Common Stock, par value $0.001
(Title of Class of Securities)
 
896263100
(CUSIP Number)
 
Braden M. Leonard
65 E Cedar - Suite 2
Zionsville, IN 46077

(Name, Address and Telephone Number of Person Authorized to
Receive Notices and Communications)
 
June 17, 2011
(Date of Event which Requires Filing of this Statement)
 
If the filing person has previously filed a statement on Schedule 13G to report the acquisition that is the subject of this Schedule 13D, and is filing this schedule because of §§240.13d-l(e), 240.13d-l(f) or 240.13d-1(g), check the following box.  ý
 
Note:  Schedules filed in paper format shall include a signed original and five copies of the schedule, including all exhibits.  See §240.13d-7 for other parties to whom copies are to be sent.
 
* The remainder of this cover page shall be filled out for a reporting person’s initial filing on this form with respect to the subject class of securities, and for any subsequent amendment containing information which would alter disclosures provided in a prior cover page.
 
The information required on the remainder of this cover page shall not be deemed to be “filed” for the purpose of Section 18 of the Securities Exchange Act of 1934 (“Act”) or otherwise subject to the liabilities of that section of the Act but shall be subject to all other provisions of the Act (however, see the Notes).
 
 
 
 

 

CUSIP No.  896263100
 

1.           Name of Reporting Person.
              BML Investment Partners, L.P.(1)
 
2.           Check the Appropriate Box if a Member of a Group (See Instructions)
 
                              (a)           ¨
 
                              (b)           x

3.           SEC Use Only

4.           Source of Funds (See Instructions):  WC

5.           Check if Disclosure of Legal Proceedings Is Required Pursuant to Items 2(d) or 2(e)¨

6.           Citizenship or Place of Organization:  Delaware
 
Number of            7.           Sole Voting Power                   0                    
Shares
Beneficially          8.           Shared Voting Power              2,170,000 (1)                                
Owned by Each
Reporting             9.           Sole Dispositive Power           0                    
Person With
                              10.          Shared Dispositive Power      2,170,000 (1)                                

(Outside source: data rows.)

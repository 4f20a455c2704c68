// Copyright (c) 2024-present, fjall-rs
// This source code is licensed under both the Apache 2.0 and MIT License
// (found in the LICENSE-* files in the repository)

//! Fixed-width on-disk record layouts.
//!
//! Every type here has an exact, documented byte size and is encoded/decoded
//! field-by-field in the platform's native byte order (per the format
//! contract, records are native-endian, not portable across architectures).
//! We never reinterpret-cast raw memory to these structs: a field-by-field
//! decode keeps the format correct even on targets where a naive `repr(C)`
//! cast would insert padding (e.g. the `u64` field at byte offset 4).

use std::io::{self, Read, Write};

/// Locates one attribute column inside a block file.
///
/// On disk: `block_id:u32, offset:u64, count:u32`, 16 bytes, no padding.
#[derive(Clone, Copy, Debug, Default, PartialEq, Eq)]
pub struct AttributeIndexEntry {
    /// Id of the block file the column's values live in.
    pub block_id: u32,
    /// Byte offset of the first [`AttributeValue`] within that block file.
    pub offset: u64,
    /// Number of non-null values in the column.
    pub count: u32,
}

impl AttributeIndexEntry {
    /// Encoded size in bytes.
    pub const SIZE: usize = 16;

    /// Writes the fixed-width encoding to `writer`.
    pub fn write_to<W: Write>(&self, writer: &mut W) -> io::Result<()> {
        writer.write_all(&self.block_id.to_ne_bytes())?;
        writer.write_all(&self.offset.to_ne_bytes())?;
        writer.write_all(&self.count.to_ne_bytes())?;
        Ok(())
    }

    /// Reads one fixed-width record from `reader`.
    pub fn read_from<R: Read>(reader: &mut R) -> io::Result<Self> {
        let mut buf = [0u8; Self::SIZE];
        reader.read_exact(&mut buf)?;
        Ok(Self::from_bytes(&buf))
    }

    /// Decodes one record from an exact `SIZE`-byte slice.
    ///
    /// # Panics
    ///
    /// Panics if `buf` is not exactly [`Self::SIZE`] bytes; callers that read
    /// from a block/index file are expected to have already bounds-checked.
    #[must_use]
    pub fn from_bytes(buf: &[u8]) -> Self {
        assert_eq!(buf.len(), Self::SIZE);
        Self {
            block_id: u32::from_ne_bytes(buf[0..4].try_into().expect("4 bytes")),
            offset: u64::from_ne_bytes(buf[4..12].try_into().expect("8 bytes")),
            count: u32::from_ne_bytes(buf[12..16].try_into().expect("4 bytes")),
        }
    }
}

/// One sparse attribute value: an id paired with its non-null float.
///
/// On disk: `id:u32, value:f32`, 8 bytes, no padding.
#[derive(Clone, Copy, Debug, PartialEq)]
pub struct AttributeValue {
    /// Origin or destination id this value belongs to.
    pub id: u32,
    /// The non-null attribute value.
    pub value: f32,
}

impl AttributeValue {
    /// Encoded size in bytes.
    pub const SIZE: usize = 8;

    /// Writes the fixed-width encoding to `writer`.
    pub fn write_to<W: Write>(&self, writer: &mut W) -> io::Result<()> {
        writer.write_all(&self.id.to_ne_bytes())?;
        writer.write_all(&self.value.to_ne_bytes())?;
        Ok(())
    }

    /// Decodes one record from an exact `SIZE`-byte slice.
    ///
    /// # Panics
    ///
    /// Panics if `buf` is not exactly [`Self::SIZE`] bytes.
    #[must_use]
    pub fn from_bytes(buf: &[u8]) -> Self {
        assert_eq!(buf.len(), Self::SIZE);
        Self {
            id: u32::from_ne_bytes(buf[0..4].try_into().expect("4 bytes")),
            value: f32::from_ne_bytes(buf[4..8].try_into().expect("4 bytes")),
        }
    }
}

/// Locates one destination's contiguous run of accessibility records.
///
/// On disk: `destination_id:u32, block_id:u32, offset:u64, count:u32`, 20 bytes.
#[derive(Clone, Copy, Debug, Default, PartialEq, Eq)]
pub struct AccessibilityBlockIndexEntry {
    /// The destination id this run belongs to.
    pub destination_id: u32,
    /// Id of the block file the run lives in.
    pub block_id: u32,
    /// Byte offset of the first [`AccessibilityRecord`] within that block file.
    pub offset: u64,
    /// Number of records in the run.
    pub count: u32,
}

impl AccessibilityBlockIndexEntry {
    /// Encoded size in bytes.
    pub const SIZE: usize = 20;

    /// Writes the fixed-width encoding to `writer`.
    pub fn write_to<W: Write>(&self, writer: &mut W) -> io::Result<()> {
        writer.write_all(&self.destination_id.to_ne_bytes())?;
        writer.write_all(&self.block_id.to_ne_bytes())?;
        writer.write_all(&self.offset.to_ne_bytes())?;
        writer.write_all(&self.count.to_ne_bytes())?;
        Ok(())
    }

    /// Reads one fixed-width record from `reader`.
    pub fn read_from<R: Read>(reader: &mut R) -> io::Result<Self> {
        let mut buf = [0u8; Self::SIZE];
        reader.read_exact(&mut buf)?;
        Ok(Self::from_bytes(&buf))
    }

    /// Decodes one record from an exact `SIZE`-byte slice.
    ///
    /// # Panics
    ///
    /// Panics if `buf` is not exactly [`Self::SIZE`] bytes.
    #[must_use]
    pub fn from_bytes(buf: &[u8]) -> Self {
        assert_eq!(buf.len(), Self::SIZE);
        Self {
            destination_id: u32::from_ne_bytes(buf[0..4].try_into().expect("4 bytes")),
            block_id: u32::from_ne_bytes(buf[4..8].try_into().expect("4 bytes")),
            offset: u64::from_ne_bytes(buf[8..16].try_into().expect("8 bytes")),
            count: u32::from_ne_bytes(buf[16..20].try_into().expect("4 bytes")),
        }
    }
}

/// One origin-destination accessibility pair.
///
/// On disk: `origin_id:u32, destination_id:u32, time:f32, distance:f32`, 16 bytes.
#[derive(Clone, Copy, Debug, PartialEq)]
pub struct AccessibilityRecord {
    /// The origin half of the pair.
    pub origin_id: u32,
    /// The destination half of the pair.
    pub destination_id: u32,
    /// Travel time between the pair.
    pub time: f32,
    /// Travel distance between the pair.
    pub distance: f32,
}

impl AccessibilityRecord {
    /// Encoded size in bytes.
    pub const SIZE: usize = 16;

    /// Writes the fixed-width encoding to `writer`.
    pub fn write_to<W: Write>(&self, writer: &mut W) -> io::Result<()> {
        writer.write_all(&self.origin_id.to_ne_bytes())?;
        writer.write_all(&self.destination_id.to_ne_bytes())?;
        writer.write_all(&self.time.to_ne_bytes())?;
        writer.write_all(&self.distance.to_ne_bytes())?;
        Ok(())
    }

    /// Reads one fixed-width record from `reader`.
    pub fn read_from<R: Read>(reader: &mut R) -> io::Result<Self> {
        let mut buf = [0u8; Self::SIZE];
        reader.read_exact(&mut buf)?;
        Ok(Self::from_bytes(&buf))
    }

    /// Decodes one record from an exact `SIZE`-byte slice.
    ///
    /// # Panics
    ///
    /// Panics if `buf` is not exactly [`Self::SIZE`] bytes.
    #[must_use]
    pub fn from_bytes(buf: &[u8]) -> Self {
        assert_eq!(buf.len(), Self::SIZE);
        Self {
            origin_id: u32::from_ne_bytes(buf[0..4].try_into().expect("4 bytes")),
            destination_id: u32::from_ne_bytes(buf[4..8].try_into().expect("4 bytes")),
            time: f32::from_ne_bytes(buf[8..12].try_into().expect("4 bytes")),
            distance: f32::from_ne_bytes(buf[12..16].try_into().expect("4 bytes")),
        }
    }
}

11.         Aggregate Amount Beneficially Owned by Each Reporting Person:  2,170,000 (1)

12.         Check if the Aggregate Amount in Row (11) Excludes Certain Shares (See Instructions)¨

13.         Percent of Class Represented by Amount in Row (11):  9.7% (2)

14.         Type of Reporting Person (See Instructions)
                              PN
 
(1)
BML Investment Partners, L.P. is a Delaware limited partnership whose sole general partner is BML Capital Management, LLC. The managing member of BML Capital Management, LLC is Braden M. Leonard. As a result, Braden M. Leonard is deemed to be the indirect owner of the shares held directly by BML Investment Partners, L.P. Despite such shared beneficial ownership, the reporting persons disclaim that they constitute a statutory group within the meaning of Rule 13d-5(b) (1) of the Securities Exchange Act of 1934.

(2)
Calculated based on 22,399,649 shares of Trimeris, Inc.'s (the “Issuer”) common stock, par value $0.001 per share, as reported on the Issuer's Form 10-Q filed with the Securities and Exchange Commission (the "SEC") on May 13, 2011.
 
 
 

 

CUSIP No.  896263100
 

1.           Name of Reporting Person.
      Braden M. Leonard (1)
 
2.           Check the Appropriate Box if a Member of a Group (See Instructions)
 
                              (a)           ¨
 
                              (b)           x

3.           SEC Use Only

4.           Source of Funds (See Instructions):  PF

5.           Check if Disclosure of Legal Proceedings Is Required Pursuant to Items 2(d) or 2(e)¨

6.           Citizenship or Place of Organization:  United States

Number of           7.            Sole Voting Power                   25,0000                     
Shares
Beneficially         8.            Shared Voting Power               2,170,000 (1)                                
Owned by Each
Reporting            9.            Sole Dispositive Power           25,0000                      
Person With
                              10.          Shared Dispositive Power      2,170,000 (1)                               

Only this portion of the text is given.